Jorge Luis Borges, “Arte poética”

Alguna vez Roberto Bolaño escribió que existe una extraña circunstancia de que casi nadie, nunca, hace reír a carcajadas a sus personajes. Evidentemente concordaba con aquella noche en Rayuela —entre la una y las cinco de la madrugada— en la que Horacio Oliveira se encuentra leyendo mientras llega a una conclusión desconcertante:

El silbido no era un tema sobresaliente en la literatura. Pocos autores hacían silbar a sus personajes. Prácticamente a ninguno. Los condenaban a un repertorio bastante monótono de elocuciones (decir, contestar, cantar, gritar, balbucear, bisbisar, proferir, susurrar, exclamar y declamar) pero ningún héroe o heroína coronaba jamás un gran momento de sus epopeyas con un real silbido de esos que rajan los vidrios.1

La pequeña lista de verbos de los que está harto Oliveira —al igual que Bolaño— son los rasgos básicos que un lector espera encontrar en los personajes de una obra realista y que no son más que funciones, trucos, títeres que simulan vida. La misma actitud de enfado y rechazo a este tipo de novelas la advertimos en Macedonio. Por esa razón, evita las tramas y los personajes realistas con los que se pueda identificar el lector: “No se entretenga el lector con el vigilante mencionado; no es el nuestro; el de la novela está parado en otra esquina de ella”.2 Curiosamente, en Adriana Buenos Aires, se deshace o rechaza al “lector de desenlaces” contando, desde el principio, el final. Es decir, Macedonio no quiere un público pasivo que se pregunta cómo continúa la historia. Allí perdería a un lector. No, quiere lectores activos, que construyan la obra conforme la van leyendo, que participen en la creación.3 Y la forma como lo logra es a través de un mareo provocado en el lector. Así que para desarrollar la idea, cedo la palabra al honorable Macedonio Fernández, ex candidato a la Presidencia de la República Argentina (aplausos por favor): “La tentativa estética presente es una provocación a la escuela realista, un programa total de desacreditamiento de la realidad que cuenta la novela. [...] Yo quiero que el lector sepa siempre que está leyendo una novela y no viendo un vivir”.4

En pocas palabras: un violín no necesita llorar para hacer llorar. Proyecto parecido al de Paul Valéry, contemporáneo de Macedonio Fernández, quien planteaba la destilación de la poesía, quitándole todo sentimiento, todo subjetivismo, el pretexto y dejar solamente la técnica para alcanzar la pureza; de igual forma, encontramos en el teatro alemán de los años treinta la siguiente propuesta: actor que siente no es buen actor, pues ¿qué diferencia puede observar el espectador entre su abuela llorando y un actor que de verdad está llorando?; o pensemos en Flaubert quien —extraordinaria, extraña e interesantemente— expone en una carta a Louise, su amada, un ambicioso proyecto: “Un libro sobre nada, casi sin tema, un libro sin apoyos exteriores, que se sostuviera solamente por la fuerza intrínseca del estilo”.5

Como decíamos anteriormente, Macedonio acentúa aun más su procedimiento. Hace obvio el artificio en frente del lector para que éste se dé cuenta. Le recuerda que está leyendo una ficción, y que la ficción se rige por principios totalmente distintos a la realidad.

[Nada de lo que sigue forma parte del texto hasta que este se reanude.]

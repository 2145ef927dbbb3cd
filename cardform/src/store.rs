//! Persistence of saved model cards.
//!
//! Cards are kept as an ordered list addressed by zero-based position. The
//! [`DocumentStore`] trait is the only thing the editing code depends on;
//! [`MemoryStore`] and [`JsonFileStore`] are the two implementations shipped
//! here. Neither offers transactions: the last write wins.

use std::{
    fs,
    path::{Path, PathBuf},
    time::SystemTime,
};

use serde::{Deserialize, Deserializer, Serialize};
use serde_json::Value;

use crate::{
    data::doc::Doc,
    error::{FormError, Result},
};

/// Which schema a stored card was created from.
#[derive(Debug, Clone, PartialEq, Serialize, Deserialize)]
#[serde(tag = "kind", rename_all = "snake_case")]
pub enum SchemaSource {
    /// One of the bundled templates.
    Bundled { version: u32 },
    /// A schema uploaded by the user, kept alongside the card.
    Custom { name: String, schema: Value },
    /// Entry written before schemas were recorded.
    Unknown,
}

/// One saved card together with the schema that created it.
#[derive(Debug, Clone, PartialEq, Serialize)]
pub struct CardRecord {
    pub schema: SchemaSource,
    pub card: Doc,
}

#[derive(Deserialize)]
#[serde(deny_unknown_fields)]
struct Envelope {
    schema: SchemaSource,
    card: Doc,
}

#[derive(Deserialize)]
#[serde(untagged)]
enum Entry {
    Envelope(Envelope),
    Legacy(Doc),
}

impl<'de> Deserialize<'de> for CardRecord {
    /// Bare documents load as records with [`SchemaSource::Unknown`].
    fn deserialize<D: Deserializer<'de>>(deserializer: D) -> std::result::Result<Self, D::Error> {
        Ok(match Entry::deserialize(deserializer)? {
            Entry::Envelope(Envelope { schema, card }) => CardRecord { schema, card },
            Entry::Legacy(card) => CardRecord {
                schema: SchemaSource::Unknown,
                card,
            },
        })
    }
}

/// Ordered collection of saved cards.
pub trait DocumentStore {
    /// Returns every stored card in order.
    fn read_all(&self) -> Result<Vec<CardRecord>>;

    /// Adds a card at the end and returns its position.
    fn append(&mut self, record: CardRecord) -> Result<usize>;

    /// Overwrites the card at `index`.
    fn replace(&mut self, index: usize, record: CardRecord) -> Result<()>;

    /// Removes the card at `index`, shifting later cards down by one.
    fn delete(&mut self, index: usize) -> Result<CardRecord>;

    /// Returns the card at `index`.
    fn get(&self, index: usize) -> Result<CardRecord> {
        let mut all = self.read_all()?;
        let len = all.len();
        if index >= len {
            return Err(FormError::NotFound { index, len });
        }
        Ok(all.swap_remove(index))
    }

    /// Number of stored cards.
    fn len(&self) -> Result<usize> {
        Ok(self.read_all()?.len())
    }
}

/// Store kept in memory, used by tests and throwaway sessions.
#[derive(Debug, Default, Clone)]
pub struct MemoryStore {
    records: Vec<CardRecord>,
}

impl MemoryStore {
    pub fn new() -> Self {
        Self::default()
    }
}

fn check_index(index: usize, len: usize) -> Result<()> {
    if index < len {
        Ok(())
    } else {
        Err(FormError::NotFound { index, len })
    }
}

impl DocumentStore for MemoryStore {
    fn read_all(&self) -> Result<Vec<CardRecord>> {
        Ok(self.records.clone())
    }

    fn append(&mut self, record: CardRecord) -> Result<usize> {
        self.records.push(record);
        Ok(self.records.len() - 1)
    }

    fn replace(&mut self, index: usize, record: CardRecord) -> Result<()> {
        check_index(index, self.records.len())?;
        self.records[index] = record;
        Ok(())
    }

    fn delete(&mut self, index: usize) -> Result<CardRecord> {
        check_index(index, self.records.len())?;
        Ok(self.records.remove(index))
    }
}

/// Store backed by a single JSON file holding an array of records.
///
/// The whole file is read and rewritten on every operation. When `backup`
/// is set, the previous file is copied to a timestamped sibling before it is
/// overwritten.
#[derive(Debug, Clone)]
pub struct JsonFileStore {
    path: PathBuf,
    backup: bool,
}

impl JsonFileStore {
    pub fn new(path: impl AsRef<Path>) -> Self {
        Self {
            path: path.as_ref().to_path_buf(),
            backup: false,
        }
    }

    /// Enables copying the previous file before each write.
    pub fn with_backup(mut self, backup: bool) -> Self {
        self.backup = backup;
        self
    }

    pub fn path(&self) -> &Path {
        &self.path
    }

    fn write_all(&self, records: &[CardRecord]) -> Result<()> {
        if let Some(parent) = self.path.parent() {
            if !parent.as_os_str().is_empty() {
                fs::create_dir_all(parent)?;
            }
        }

        if self.backup && self.path.exists() {
            let secs = SystemTime::now()
                .duration_since(SystemTime::UNIX_EPOCH)
                .map(|d| d.as_secs())
                .unwrap_or_default();
            let backup_path = self.path.with_extension(format!("bk-{secs}.json"));
            fs::copy(&self.path, &backup_path)?;
            debug!("backed up {} to {}", self.path.display(), backup_path.display());
        }

        let content = serde_json::to_string_pretty(records)?;
        fs::write(&self.path, content)?;
        debug!("wrote {} cards to {}", records.len(), self.path.display());
        Ok(())
    }
}

impl DocumentStore for JsonFileStore {
    fn read_all(&self) -> Result<Vec<CardRecord>> {
        if !self.path.exists() {
            return Ok(Vec::new());
        }
        let content = fs::read_to_string(&self.path)?;
        if content.trim().is_empty() {
            return Ok(Vec::new());
        }
        Ok(serde_json::from_str(&content)?)
    }

    fn append(&mut self, record: CardRecord) -> Result<usize> {
        let mut records = self.read_all()?;
        records.push(record);
        self.write_all(&records)?;
        Ok(records.len() - 1)
    }

    fn replace(&mut self, index: usize, record: CardRecord) -> Result<()> {
        let mut records = self.read_all()?;
        check_index(index, records.len())?;
        records[index] = record;
        self.write_all(&records)
    }

    fn delete(&mut self, index: usize) -> Result<CardRecord> {
        let mut records = self.read_all()?;
        check_index(index, records.len())?;
        let removed = records.remove(index);
        self.write_all(&records)?;
        Ok(removed)
    }
}

#[cfg(test)]
mod tests {
    use super::*;
    use serde_json::json;

    fn record(name: &str) -> CardRecord {
        CardRecord {
            schema: SchemaSource::Bundled { version: 1 },
            card: Doc::from(json!({"identity_and_basic_information": {"model_name": name}})),
        }
    }

    fn exercise(store: &mut dyn DocumentStore) {
        assert_eq!(store.len().unwrap(), 0);
        assert_eq!(store.append(record("a")).unwrap(), 0);
        assert_eq!(store.append(record("b")).unwrap(), 1);
        assert_eq!(store.append(record("c")).unwrap(), 2);

        store.replace(1, record("B")).unwrap();
        assert_eq!(store.get(1).unwrap(), record("B"));

        let removed = store.delete(0).unwrap();
        assert_eq!(removed, record("a"));
        assert_eq!(store.read_all().unwrap(), vec![record("B"), record("c")]);

        assert!(matches!(
            store.get(2),
            Err(FormError::NotFound { index: 2, len: 2 })
        ));
        assert!(store.replace(5, record("x")).is_err());
        assert!(store.delete(2).is_err());
    }

    #[test]
    fn test_memory_store() {
        exercise(&mut MemoryStore::new());
    }

    #[test]
    fn test_json_file_store() {
        let dir = tempfile::tempdir().unwrap();
        let path = dir.path().join("nested").join("cards.json");
        let mut store = JsonFileStore::new(&path);
        exercise(&mut store);

        // A second handle sees what the first one wrote.
        let other = JsonFileStore::new(&path);
        assert_eq!(other.len().unwrap(), 2);
    }

    #[test]
    fn test_json_file_store_backup() {
        let dir = tempfile::tempdir().unwrap();
        let path = dir.path().join("cards.json");
        let mut store = JsonFileStore::new(&path).with_backup(true);
        store.append(record("a")).unwrap();
        store.append(record("b")).unwrap();

        let backups = fs::read_dir(dir.path())
            .unwrap()
            .filter_map(|e| e.ok())
            .filter(|e| e.file_name().to_string_lossy().contains("bk-"))
            .count();
        assert!(backups >= 1);
    }

    #[test]
    fn test_legacy_entries_load_as_unknown() {
        let dir = tempfile::tempdir().unwrap();
        let path = dir.path().join("cards.json");
        fs::write(
            &path,
            r#"[{"identity_and_basic_information": {"model_name": "old"}},
                {"schema": {"kind": "custom", "name": "mine.json", "schema": {"type": "object"}},
                 "card": {"x": 1}}]"#,
        )
        .unwrap();

        let records = JsonFileStore::new(&path).read_all().unwrap();
        assert_eq!(records[0].schema, SchemaSource::Unknown);
        assert_eq!(
            records[0].card.to_json(),
            json!({"identity_and_basic_information": {"model_name": "old"}})
        );
        assert_eq!(
            records[1].schema,
            SchemaSource::Custom {
                name: "mine.json".into(),
                schema: json!({"type": "object"}),
            }
        );
    }

    #[test]
    fn test_empty_file_is_empty_store() {
        let dir = tempfile::tempdir().unwrap();
        let path = dir.path().join("cards.json");
        fs::write(&path, "  \n").unwrap();
        assert!(JsonFileStore::new(&path).read_all().unwrap().is_empty());
    }
}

Hay un cuadro de Magritte que enfatiza esta idea: La condición humana, en el que observamos una ventana, delante de la cual hay un caballete con una pintura donde se prolonga un árbol, un caminito de tierra y el cielo que están detrás, aludiendo a la noción de obra artística que artificiosamente reelabora, completa y tuerce un paisaje natural.6 Al implementar extrañamientos en la obra, el público tiene que tomar distancia y repensar por qué razón se está haciendo ese procedimiento. Interrumpe la lectura o la contemplación para reflexionar sobre el asunto. En cambio, si en la pintura de Magritte no existiera el caballete sino sólo la ventana donde se ve únicamente un paisaje (como un cuadro realista) probablemente la audiencia se sumergiría en un estado de apreciación sin molestarse por meditar la obra artística.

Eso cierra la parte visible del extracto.